Fifth Grade

Fifth grade is a time for transition. Students build upon the skills and content developed and learned in the Lower School, while establishing their own identities as members of the Upper School community. Fifth grade at Cathedral lays the foundation for continued growth and ensures that even the youngest members of our Upper School know that their voices matter.  

List of 5 items.

  • Mathematics

    The fifth grade investigates the following mathematical concepts: applying operations to fractions, decimals, and percentages; ratio, proportion, and scale; and integers and pre-algebraic equations (one-step and inverse operations). Students also investigate area and perimeter.

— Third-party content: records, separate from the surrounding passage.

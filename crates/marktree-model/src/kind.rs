//! MarkupKind enum naming every node kind in the document tree.
//!
//! Inline and block kinds share a single enum. The category predicates are
//! exhaustive matches: adding a kind means deciding where it belongs.

use std::fmt;

/// All node kinds of the document model.
///
/// The set is closed for matching inside the crate. New kinds are added by
/// appending a variant, a typed wrapper, and a `visit_*` method with a
/// default body on [`MarkupVisitor`](crate::MarkupVisitor).
#[repr(u8)]
#[derive(Debug, Clone, Copy, PartialEq, Eq, PartialOrd, Ord, Hash)]
pub enum MarkupKind {
    // === Inline leaves ===
    /// Literal text run
    Text,
    /// Line ending inside a paragraph that renders as a space
    SoftBreak,
    /// Hard line break (trailing backslash or two spaces)
    LineBreak,
    /// Code span (`` `code` ``)
    InlineCode,

    // === Inline containers ===
    /// Emphasis `*text*`
    Emphasis,
    /// Strong emphasis `**text**`
    Strong,
    /// Strikethrough `~~text~~`
    Strikethrough,
    /// Standard link `[text](url "title")`
    Link,
    /// Image `![alt](src "title")`
    Image,
    /// Highlighted run `==text==`
    Highlight,
    /// Backslash-escaped character `\*`
    EscapedCharacter,

    // === Block leaves ===
    /// Fenced or indented code block
    CodeBlock,
    /// Thematic break (`---`, `***`)
    ThematicBreak,

    // === Block containers ===
    /// Paragraph block
    Paragraph,
    /// ATX or setext heading
    Heading,
    /// Blockquote container (`> ...`)
    BlockQuote,
    /// Bullet list
    UnorderedList,
    /// Numbered list
    OrderedList,
    /// Individual list item
    ListItem,

    // === Root ===
    /// Root document node
    Document,
}

impl MarkupKind {
    /// Returns true if this kind may appear inside inline content.
    pub fn is_inline(self) -> bool {
        match self {
            Self::Text
            | Self::SoftBreak
            | Self::LineBreak
            | Self::InlineCode
            | Self::Emphasis
            | Self::Strong
            | Self::Strikethrough
            | Self::Link
            | Self::Image
            | Self::Highlight
            | Self::EscapedCharacter => true,
            Self::CodeBlock
            | Self::ThematicBreak
            | Self::Paragraph
            | Self::Heading
            | Self::BlockQuote
            | Self::UnorderedList
            | Self::OrderedList
            | Self::ListItem
            | Self::Document => false,
        }
    }

    /// Returns true if this kind may appear as a child of a block container.
    ///
    /// `Document` is neither inline nor block: it only ever appears as a root.
    pub fn is_block(self) -> bool {
        !self.is_inline() && self != Self::Document
    }

    /// Returns true if this kind never carries children.
    pub fn is_leaf(self) -> bool {
        match self {
            Self::Text
            | Self::SoftBreak
            | Self::LineBreak
            | Self::InlineCode
            | Self::CodeBlock
            | Self::ThematicBreak => true,
            Self::Emphasis
            | Self::Strong
            | Self::Strikethrough
            | Self::Link
            | Self::Image
            | Self::Highlight
            | Self::EscapedCharacter
            | Self::Paragraph
            | Self::Heading
            | Self::BlockQuote
            | Self::UnorderedList
            | Self::OrderedList
            | Self::ListItem
            | Self::Document => false,
        }
    }

    /// Returns true if a node of this kind may hold a `child` node.
    ///
    /// Matches the child types the typed constructors take: inline content
    /// for paragraphs, headings and inline containers, blocks for block
    /// containers, list items for lists, and nothing for leaves.
    pub fn accepts_child(self, child: MarkupKind) -> bool {
        match self {
            Self::Emphasis
            | Self::Strong
            | Self::Strikethrough
            | Self::Link
            | Self::Image
            | Self::Highlight
            | Self::EscapedCharacter
            | Self::Paragraph
            | Self::Heading => child.is_inline(),
            Self::BlockQuote | Self::ListItem | Self::Document => child.is_block(),
            Self::UnorderedList | Self::OrderedList => child == Self::ListItem,
            Self::Text
            | Self::SoftBreak
            | Self::LineBreak
            | Self::InlineCode
            | Self::CodeBlock
            | Self::ThematicBreak => false,
        }
    }

    /// Display name, matching the typed wrapper's name.
    pub fn name(self) -> &'static str {
        match self {
            Self::Text => "Text",
            Self::SoftBreak => "SoftBreak",
            Self::LineBreak => "LineBreak",
            Self::InlineCode => "InlineCode",
            Self::Emphasis => "Emphasis",
            Self::Strong => "Strong",
            Self::Strikethrough => "Strikethrough",
            Self::Link => "Link",
            Self::Image => "Image",
            Self::Highlight => "Highlight",
            Self::EscapedCharacter => "EscapedCharacter",
            Self::CodeBlock => "CodeBlock",
            Self::ThematicBreak => "ThematicBreak",
            Self::Paragraph => "Paragraph",
            Self::Heading => "Heading",
            Self::BlockQuote => "BlockQuote",
            Self::UnorderedList => "UnorderedList",
            Self::OrderedList => "OrderedList",
            Self::ListItem => "ListItem",
            Self::Document => "Document",
        }
    }
}

impl fmt::Display for MarkupKind {
    fn fmt(&self, f: &mut fmt::Formatter<'_>) -> fmt::Result {
        f.write_str(self.name())
    }
}
//! Source positions and provenance range resolution.
//!
//! Ranges are supplied by the tokenizer and trusted as-is: nothing here checks
//! that a range's start precedes its end, or that a marker lies inside the
//! document. Reversed input produces reversed output.

use std::fmt;
use std::ops::Range;

/// A position in the source text.
///
/// Lines and columns are 1-based; columns count UTF-8 bytes. Ordering is
/// line-major.
#[derive(Debug, Clone, Copy, PartialEq, Eq, PartialOrd, Ord, Hash)]
pub struct SourceLocation {
    /// 1-based line number.
    pub line: usize,
    /// 1-based byte column within the line.
    pub column: usize,
}

impl SourceLocation {
    pub const fn new(line: usize, column: usize) -> Self {
        Self { line, column }
    }
}

impl fmt::Display for SourceLocation {
    fn fmt(&self, f: &mut fmt::Formatter<'_>) -> fmt::Result {
        write!(f, "{}:{}", self.line, self.column)
    }
}

/// Half-open interval `[start, end)` over source locations.
pub type SourceRange = Range<SourceLocation>;

/// Resolves a node's range from its opening and closing marker ranges.
///
/// - both markers: from the start marker's beginning to the end marker's end
/// - only one marker: that marker's own span
/// - neither: `None`, leaving the caller to fall back to its children
pub fn resolve_marker_range(
    start: Option<SourceRange>,
    end: Option<SourceRange>,
) -> Option<SourceRange> {
    match (start, end) {
        (Some(start), Some(end)) => Some(start.start..end.end),
        (Some(start), None) => Some(start),
        (None, Some(end)) => Some(end),
        (None, None) => None,
    }
}

/// Smallest range covering every given range: lowest start to highest end.
///
/// Returns `None` for an empty input.
pub fn union_range<'a>(ranges: impl IntoIterator<Item = &'a SourceRange>) -> Option<SourceRange> {
    ranges.into_iter().fold(None, |acc: Option<SourceRange>, range| {
        Some(match acc {
            Some(acc) => acc.start.min(range.start)..acc.end.max(range.end),
            None => range.clone(),
        })
    })
}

The curriculum uses hands-on activities, games, problem solving, independent and group projects, and class homework review as teaching tools.
  • English

    In fifth grade, students continue to build on the work they have done in the Lower School to hone their writing skills, focusing on writing clear paragraphs and cogent essays, with a comprehensive editing and rewriting effort. This writing includes traditional essay composition, as well as letters, fiction, and poetry. Students analyze fiction by reading and discussing novels as a class and connecting what they read with the social studies curriculum through an investigation of ancient artifacts. Concentrated study of English grammar is also a focus of the fifth grade English curriculum, as students continue to develop punctuation and sentence structure skills. Finally, the students develop their vocabulary using words from shared reading.
  • Science

    Students develop and apply scientific inquiry, measurement skills, and the scientific method to experimentation. They also develop and use age-appropriate design-thinking skills through problem solving and STEAM-oriented activities. The fifth grade curriculum includes The Study of Matter: phases, atomic and molecular structures, chemical reactions, introduction to chemistry; Characteristics of Life: kingdoms and classifications; Anthropod Study: grasshopper dissection and independent anthropod research; and Life Science topics: viruses, bacteria, protozoa, fungi, plants, and ecology. In the Upper School Science Lab, students learn the fundamentals of lab work, including maintaining a lab notebook and proper scientific report writing.
  • Social Studies

    The fifth grade social studies curriculum explores the concept of geography as destiny. Students read and create maps, developing imaginary cultures using the vocabulary and principles of geography. In doing so, the students examine how their own experiences shape our understanding of other cultures, traditions, and beliefs.
  • World Languages

    In the fifth grade, students continue their study of French or Spanish. They use listening activities, pronunciation practice, and beginning reading and writing to increase their proficiency. French or Spanish instruction includes basic grammar study: articles, adjectives, adverbs, prepositions, regular and irregular verb conjugation in present tense, and forming simple sentences. Vocabulary continues to be built by exploring French- or Spanish-speaking cultures and by encouraging beginning conversational skills.

Curriculum in Action

An essential question of fifth grade social studies is, “How do objects define us?” In the multifaceted Artifact Project, students look at objects that define them in their own lives before expanding that concept to objects that have defined cultures throughout history, either from necessity or cultural expression. In English, books like The Red Pencil by Andrea Davis and Shooting Kabul by N. H. Senzai allow fifth graders to discover the way characters relate to objects as symbols of greater goals and aspirations. In social studies, students are assigned a significant object from history–for example, movable type–and research why it was important and why that importance has endured. As they come to the end of their research, students construct Joseph Cornell-style shadow boxes to place the object and other related materials in their proper context.